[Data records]
# # # #

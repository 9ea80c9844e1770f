// Interop Core - C header export extraction and DllImport binding generation
//
// Rust does the header extraction and code generation; the header picker UI
// (Python) drives it through the optional PyO3 extension module.

#[cfg(feature = "python")]
use pyo3::prelude::*;

pub mod codegen;
pub mod extractors;
pub mod utils;

// PyO3 bindings layer
#[cfg(feature = "python")]
pub mod bindings;

pub use codegen::BindingGenerator;
pub use extractors::{HeaderProcessor, ProcessedHeader};

/// Interop Core Python module
///
/// Provides header export extraction and DllImport binding generation.
#[cfg(feature = "python")]
#[pymodule]
fn interop_core(m: &Bound<'_, PyModule>) -> PyResult<()> {
    m.add("__version__", env!("CARGO_PKG_VERSION"))?;

    // Add Python functions
    m.add_function(wrap_pyfunction!(bindings::process_header, m)?)?;
    m.add_function(wrap_pyfunction!(bindings::process_header_file, m)?)?;
    m.add_function(wrap_pyfunction!(bindings::process_headers_batch, m)?)?;
    m.add_function(wrap_pyfunction!(bindings::generate_bindings, m)?)?;
    m.add_function(wrap_pyfunction!(bindings::validate_header, m)?)?;

    // Add Python classes
    m.add_class::<bindings::PyProcessedHeader>()?;
    m.add_class::<bindings::PyExportFunction>()?;
    m.add_class::<bindings::PyBatchHeaderResult>()?;
    m.add_class::<bindings::PyUnresolvedReference>()?;

    Ok(())
}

# # # #

WORK TASK ▸ Please return the span of lines above that opens with the one containing "m.add_class::<bindings::PyProcessedHeader>()?;" and closes with the final line, both included, exactly as written and nothing more.

EXERCISE RESULT ▸
    m.add_class::<bindings::PyProcessedHeader>()?;
    m.add_class::<bindings::PyExportFunction>()?;
    m.add_class::<bindings::PyBatchHeaderResult>()?;
    m.add_class::<bindings::PyUnresolvedReference>()?;

    Ok(())
}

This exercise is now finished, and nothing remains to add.